My last meeting with him was very encouraging. He said I had accepted the diagnosis well, embraced it, and seemed to be on a good path for managing my pain. I still have some doctors I need to see about all of the elements that are finely balanced within the body to either contribute to or take away from my fibromyalgia symptoms. I’m just so glad I have a name for what my body is doing. But when I tell people that name…
“Oh, you mean you are in pain, like, all the time.”

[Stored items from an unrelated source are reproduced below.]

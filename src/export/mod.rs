//! Exports of an answer: clipboard copy of the raw text and paginated PDF.

pub mod clipboard;
pub mod layout;
pub mod paginate;
pub mod pdf;

pub use clipboard::{copy_answer, ArboardClipboard, ClipboardSink};
pub use pdf::{AnswerRasterizer, PdfExporter, PdfReport, PdfiumExporter};

use crate::error::TutorError;
use crate::output::Answer;
use std::path::PathBuf;
use std::sync::Arc;
use tokio::task::JoinError;

/// Run a (blocking) PDF export off the async runtime's worker threads.
pub async fn export_pdf(
    exporter: Arc<dyn PdfExporter>,
    answer: Answer,
    path: PathBuf,
) -> Result<PdfReport, TutorError> {
    tokio::task::spawn_blocking(move || exporter.export(&answer, &path))
        .await
        .map_err(|e| TutorError::PdfExportFailed {
            detail: format!("export task panicked: {}", e),
        })?
}

/// Write `bytes` to `path` atomically on the blocking pool.
pub async fn write_output(path: PathBuf, bytes: Vec<u8>) -> Result<(), TutorError> {
    let target = path.clone();
    tokio::task::spawn_blocking(move || pdf::write_atomic(&target, &bytes))
        .await
        .map_err(|e| write_task_failed(path, e))?
}

fn write_task_failed(path: PathBuf, e: JoinError) -> TutorError {
    TutorError::OutputWriteFailed {
        path,
        source: std::io::Error::new(std::io::ErrorKind::Other, format!("write task panicked: {}", e)),
    }
}
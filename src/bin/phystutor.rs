//! CLI binary for physics-tutor.
//!
//! A thin shim over the library crate that maps CLI flags to `TutorConfig`,
//! runs one submission through a `Session` and performs the requested
//! exports.

use anyhow::{Context, Result};
use clap::Parser;
use indicatif::{ProgressBar, ProgressStyle};
use physics_tutor::config::DEFAULT_PDF_FILE_NAME;
use physics_tutor::export::write_output;
use physics_tutor::tutor::DOCUMENT_TITLE;
use physics_tutor::{
    load_image, ArboardClipboard, PdfiumExporter, ProgressCallback, Session, SolveOutput,
    SubmissionProgressCallback, TutorConfig, TutorError,
};
use std::io::{self, Read, Write};
use std::path::{Path, PathBuf};
use std::sync::Arc;
use std::time::Duration;
use tracing_subscriber::EnvFilter;

// ── ANSI colour helpers (no extra deps) ──────────────────────────────────────

fn green(s: &str) -> String {
    format!("\x1b[32m{s}\x1b[0m")
}
fn red(s: &str) -> String {
    format!("\x1b[31m{s}\x1b[0m")
}
fn dim(s: &str) -> String {
    format!("\x1b[2m{s}\x1b[0m")
}
fn bold(s: &str) -> String {
    format!("\x1b[1m{s}\x1b[0m")
}
fn cyan(s: &str) -> String {
    format!("\x1b[36m{s}\x1b[0m")
}

const TICKS: &[&str] = &["⠋", "⠙", "⠹", "⠸", "⠼", "⠴", "⠦", "⠧", "⠇", "⠏", "⠿"];

// ── CLI progress callback using indicatif ────────────────────────────────────

/// Spinner shown while the model is thinking; stands in for the disabled
/// submit button of a graphical front end.
struct CliProgressCallback {
    bar: ProgressBar,
}

impl CliProgressCallback {
    fn new() -> Arc<Self> {
        let bar = ProgressBar::new_spinner();
        let style = ProgressStyle::with_template("{spinner:.cyan} {prefix:.bold}  {msg}  {elapsed:.dim}")
            .unwrap_or_else(|_| ProgressStyle::default_spinner())
            .tick_strings(TICKS);
        bar.set_style(style);
        bar.set_prefix("Preparing");
        Arc::new(Self { bar })
    }
}

impl SubmissionProgressCallback for CliProgressCallback {
    fn on_submit_start(&self, _generation: u64, parts: usize) {
        self.bar.set_prefix("Solving");
        self.bar.set_message(if parts > 1 {
            "question + image sent, waiting for the tutor…".to_string()
        } else {
            "question sent, waiting for the tutor…".to_string()
        });
        self.bar.enable_steady_tick(Duration::from_millis(80));
    }

    fn on_answer(&self, _generation: u64, answer_len: usize) {
        self.bar.finish_and_clear();
        eprintln!(
            "{} Solution received  {}",
            green("✔"),
            dim(&format!("{answer_len} chars"))
        );
    }

    fn on_error(&self, _generation: u64, _error: &str) {
        self.bar.finish_and_clear();
    }

    fn on_export_start(&self, path: &Path) {
        eprintln!("{} Exporting PDF to {}…", cyan("◆"), bold(&path.display().to_string()));
    }

    fn on_export_complete(&self, path: &Path, pages: usize) {
        eprintln!(
            "{} Saved {}  {}",
            green("✔"),
            bold(&path.display().to_string()),
            dim(&format!("{pages} page(s)"))
        );
    }
}

const AFTER_HELP: &str = r#"EXAMPLES:
  # Ask a text question (answer printed to stdout as Markdown + LaTeX)
  phystutor "A ball is thrown at 45° with 20 m/s. Find the range."

  # Photo of a textbook problem, plus a hint
  phystutor --image problem.jpg "Only part (b), please"

  # Read the question from stdin
  cat question.txt | phystutor -

  # Rendered HTML page, PDF and clipboard in one go
  phystutor "Derive the period of a simple pendulum" --html pendulum.html --pdf --copy

  # Use another provider through edgequake-llm
  phystutor --provider openai --model gpt-4.1-mini "What is torque?"

  # Structured output
  phystutor --json "Why is the sky blue?" > answer.json

ENVIRONMENT VARIABLES:
  GEMINI_API_KEY          Google Gemini API key (API_KEY is also accepted)
  PHYSTUTOR_MODEL         Override model ID (default: gemini-2.5-flash)
  PHYSTUTOR_PROVIDER      Override provider (gemini, openai, anthropic, ollama, …)
  PHYSTUTOR_BASE_URL      Override the Gemini REST endpoint root
  OPENAI_API_KEY          Used when --provider openai
  ANTHROPIC_API_KEY       Used when --provider anthropic
  PDFIUM_LIB_PATH         Path to an existing libpdfium (skips auto-download)
  PDFIUM_AUTO_CACHE_DIR   Override the default pdfium cache directory

NOTES:
  PDFium (~30 MB) is downloaded automatically the first time --pdf is used.
  On X11/Wayland the clipboard is owned by the running process; use a
  clipboard manager if the copied text should outlive phystutor.
"#;

/// Solve physics problems with a vision LLM.
#[derive(Parser, Debug)]
#[command(
    name = "phystutor",
    version,
    about = "Solve physics problems from text or photos with a vision LLM",
    long_about = "Send a physics question (text and/or an image of the problem) to a hosted \
model and get a structured, step-by-step solution: difficulty, worked solution, conceptual \
insights, an alternate method and the final answer. Render it to HTML, copy the raw \
Markdown + LaTeX to the clipboard, or export a paginated A4 PDF.",
    arg_required_else_help = true,
    color = clap::ColorChoice::Auto,
    after_long_help = AFTER_HELP
)]
struct Cli {
    /// The question. Use "-" to read it from stdin.
    text: Option<String>,

    /// Image of the problem (png, jpeg or webp).
    #[arg(short, long, env = "PHYSTUTOR_IMAGE")]
    image: Option<PathBuf>,

    /// Write the rendered answer as a standalone HTML page.
    #[arg(long, env = "PHYSTUTOR_HTML")]
    html: Option<PathBuf>,

    /// Export the answer to a paginated A4 PDF (default file: physics-solution.pdf).
    #[arg(long, num_args = 0..=1, default_missing_value = DEFAULT_PDF_FILE_NAME)]
    pdf: Option<PathBuf>,

    /// Copy the raw Markdown + LaTeX answer to the clipboard.
    #[arg(long)]
    copy: bool,

    /// Do not render LaTeX; HTML/PDF show the answer as plain text.
    #[arg(long, env = "PHYSTUTOR_RAW")]
    raw: bool,

    /// Output structured JSON (answer, rendered HTML, stats) instead of Markdown.
    #[arg(long, env = "PHYSTUTOR_JSON")]
    json: bool,

    /// Model ID (e.g. gemini-2.5-flash, gemini-2.5-pro, gpt-4.1-mini).
    #[arg(long, env = "PHYSTUTOR_MODEL")]
    model: Option<String>,

    /// Provider: gemini (native client), openai, anthropic, ollama, …
    #[arg(long, env = "PHYSTUTOR_PROVIDER")]
    provider: Option<String>,

    /// API key for the Gemini client.
    #[arg(long, env = "GEMINI_API_KEY", hide_env_values = true)]
    api_key: Option<String>,

    /// Gemini REST endpoint root.
    #[arg(long, env = "PHYSTUTOR_BASE_URL")]
    base_url: Option<String>,

    /// Path to a text file replacing the built-in tutor instruction.
    #[arg(long, env = "PHYSTUTOR_SYSTEM_INSTRUCTION")]
    system_instruction: Option<PathBuf>,

    /// Sampling temperature (0.0–2.0). Provider default when unset.
    #[arg(long, env = "PHYSTUTOR_TEMPERATURE")]
    temperature: Option<f32>,

    /// Max output tokens. Provider default when unset.
    #[arg(long, env = "PHYSTUTOR_MAX_TOKENS")]
    max_tokens: Option<usize>,

    /// Model call timeout in seconds.
    #[arg(long, env = "PHYSTUTOR_API_TIMEOUT", default_value_t = 120)]
    api_timeout: u64,

    /// Disable the spinner.
    #[arg(long, env = "PHYSTUTOR_NO_PROGRESS")]
    no_progress: bool,

    /// Enable DEBUG-level tracing logs.
    #[arg(short, long, env = "PHYSTUTOR_VERBOSE")]
    verbose: bool,

    /// Suppress all output except the answer and errors.
    #[arg(short, long, env = "PHYSTUTOR_QUIET")]
    quiet: bool,
}

#[tokio::main]
async fn main() -> Result<()> {
    let cli = Cli::parse();

    // ── Logging setup ────────────────────────────────────────────────────
    // The spinner already tells the user what is happening; INFO logs
    // would tear it.
    let show_progress = !cli.quiet && !cli.no_progress && !cli.json;
    let filter = if cli.verbose {
        "debug"
    } else if cli.quiet || show_progress {
        "error"
    } else {
        "info"
    };

    tracing_subscriber::fmt()
        .with_env_filter(
            EnvFilter::try_from_default_env().unwrap_or_else(|_| EnvFilter::new(filter)),
        )
        .with_writer(io::stderr)
        .init();

    // ── Gather input ─────────────────────────────────────────────────────
    let text = match cli.text.as_deref() {
        Some("-") => {
            let mut buf = String::new();
            io::stdin()
                .read_to_string(&mut buf)
                .context("Failed to read the question from stdin")?;
            Some(buf)
        }
        other => other.map(str::to_string),
    };

    let image = match cli.image {
        Some(ref path) => Some(load_image(path).await.context("Failed to load image")?),
        None => None,
    };

    // Fetch the PDF engine before spending tokens on an answer we could
    // not export.
    if cli.pdf.is_some() {
        ensure_pdf_engine(cli.quiet)?;
    }

    // ── Build config and session ─────────────────────────────────────────
    let progress_cb: Option<ProgressCallback> = if show_progress {
        Some(CliProgressCallback::new() as Arc<dyn SubmissionProgressCallback>)
    } else {
        None
    };
    let config = build_config(&cli, progress_cb).await?;
    let session = Session::new(config).context("Failed to set up the tutor")?;

    // ── Solve ────────────────────────────────────────────────────────────
    let outcome = match session.submit(text, image).await {
        Ok(outcome) => outcome,
        Err(e) => {
            eprintln!("{} {}", red("✘"), session.error_message().unwrap_or_else(|| e.user_message()));
            return Err(anyhow::Error::new(e).context("No solution"));
        }
    };
    let rendered = session
        .rendered()
        .context("The answer disappeared before it could be rendered")?;

    if cli.json {
        let output = SolveOutput {
            answer: outcome.answer.clone(),
            rendered: rendered.clone(),
            stats: outcome.stats.clone(),
        };
        let json = serde_json::to_string_pretty(&output).context("Failed to serialise output")?;
        println!("{json}");
    } else {
        let stdout = io::stdout();
        let mut handle = stdout.lock();
        handle
            .write_all(outcome.answer.as_str().as_bytes())
            .context("Failed to write to stdout")?;
        if !outcome.answer.as_str().ends_with('\n') {
            handle.write_all(b"\n").ok();
        }
    }

    if !cli.quiet && !cli.json {
        let tokens = |t: Option<u64>| t.map(|n| n.to_string()).unwrap_or_else(|| "?".into());
        eprintln!(
            "   {} tokens in  /  {} tokens out  —  {}ms  ({})",
            dim(&tokens(outcome.stats.input_tokens)),
            dim(&tokens(outcome.stats.output_tokens)),
            outcome.stats.duration_ms,
            outcome.stats.model,
        );
        if !rendered.warnings.is_empty() {
            eprintln!(
                "{} {} math expression(s) left as plain text",
                cyan("⚠"),
                rendered.warnings.len()
            );
        }
    }

    // ── Exports ──────────────────────────────────────────────────────────
    // Each export reports on its own; one failing does not skip the others.
    let mut failures: Vec<TutorError> = Vec::new();

    if let Some(ref path) = cli.html {
        write_output(path.clone(), rendered.to_document(DOCUMENT_TITLE).into_bytes())
            .await
            .with_context(|| format!("Failed to write HTML to {}", path.display()))?;
        if !cli.quiet {
            eprintln!("{} Saved {}", green("✔"), bold(&path.display().to_string()));
        }
    }

    if cli.copy {
        let copied = ArboardClipboard::new().and_then(|mut clipboard| session.copy_answer(&mut clipboard));
        match copied {
            Ok(_) if !cli.quiet => eprintln!("{} Solution copied to clipboard!", green("✔")),
            Ok(_) => {}
            Err(e) => {
                eprintln!("{} {}", red("✘"), e.user_message());
                failures.push(e);
            }
        }
    }

    if let Some(ref path) = cli.pdf {
        let exporter = Arc::new(PdfiumExporter::new(session.config().pdf.clone()));
        match session.export_pdf(exporter, Some(path.clone())).await {
            Ok(report) if !show_progress && !cli.quiet => eprintln!(
                "{} Saved {}  {}",
                green("✔"),
                bold(&report.path.display().to_string()),
                dim(&format!("{} page(s)", report.pages))
            ),
            Ok(_) => {}
            Err(e) => {
                eprintln!("{} {}", red("✘"), e.user_message());
                failures.push(e);
            }
        }
    }

    if let Some(first) = failures.into_iter().next() {
        return Err(anyhow::Error::new(first).context("Export failed"));
    }
    Ok(())
}

/// Download pdfium on first use, with a progress bar unless quiet.
fn ensure_pdf_engine(quiet: bool) -> Result<()> {
    if pdfium_auto::is_pdfium_cached() {
        return Ok(());
    }

    if quiet {
        tokio::task::block_in_place(|| pdfium_auto::ensure_pdfium_library(None))
            .context("Failed to download PDFium engine")?;
        return Ok(());
    }

    let dl_bar = ProgressBar::new(0);
    dl_bar.set_style(
        ProgressStyle::with_template(
            "{spinner:.cyan} {prefix:.bold}  \
             [{bar:42.green/238}] {bytes}/{total_bytes}  ETA {eta_precise}",
        )
        .unwrap_or_else(|_| ProgressStyle::default_bar())
        .progress_chars("█▉▊▋▌▍▎▏  ")
        .tick_strings(TICKS),
    );
    dl_bar.set_prefix("PDF engine");
    dl_bar.set_message("Connecting…");
    dl_bar.enable_steady_tick(Duration::from_millis(80));

    let bar = dl_bar.clone();
    tokio::task::block_in_place(|| {
        pdfium_auto::ensure_pdfium_library(Some(&|downloaded, total| {
            if let Some(t) = total {
                if bar.length().unwrap_or(0) != t {
                    bar.set_length(t);
                }
            }
            bar.set_position(downloaded);
        }))
    })
    .context("Failed to download PDFium engine")?;

    dl_bar.finish_with_message("ready ✓");
    Ok(())
}

/// Map CLI args to `TutorConfig`.
async fn build_config(cli: &Cli, progress: Option<ProgressCallback>) -> Result<TutorConfig> {
    let mut builder = TutorConfig::builder()
        .api_timeout_secs(cli.api_timeout)
        .render_math(!cli.raw);

    if let Some(ref path) = cli.system_instruction {
        let instruction = tokio::fs::read_to_string(path)
            .await
            .with_context(|| format!("Failed to read system instruction from {:?}", path))?;
        builder = builder.system_instruction(instruction);
    }
    if let Some(ref model) = cli.model {
        builder = builder.model(model.clone());
    }
    if let Some(ref provider) = cli.provider {
        builder = builder.provider_name(provider.to_lowercase());
    }
    // Absence is not checked here; the first call reports it.
    if let Some(key) = cli.api_key.clone().or_else(|| std::env::var("API_KEY").ok()) {
        builder = builder.api_key(key);
    }
    if let Some(ref url) = cli.base_url {
        builder = builder.base_url(url.clone());
    }
    if let Some(t) = cli.temperature {
        builder = builder.temperature(t);
    }
    if let Some(n) = cli.max_tokens {
        builder = builder.max_tokens(n);
    }
    if let Some(cb) = progress {
        builder = builder.progress_callback(cb);
    }

    builder.build().context("Invalid configuration")
}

Yes, but, it is a little more than that. I would not go so far as to call it a gift, but, because of it, I can sit with others in their pain and let them know I truly understand. My story can encourage others. When I started reading about other people who had fibromyalgia I had a sort of giddy feeling of, “No way, you too?” I felt I was learning to understand myself better and finding a community that understood what I meant by pain, confusion, forgetfulness and nausea. The term fibromyalgia (fibro) warrior is not a misnomer. It is a fight to get up every morning, but it’s a fight worth fighting. Every time I see the joy on people’s faces because of something I do or say that makes their day, it is worth the pain it took me to get here.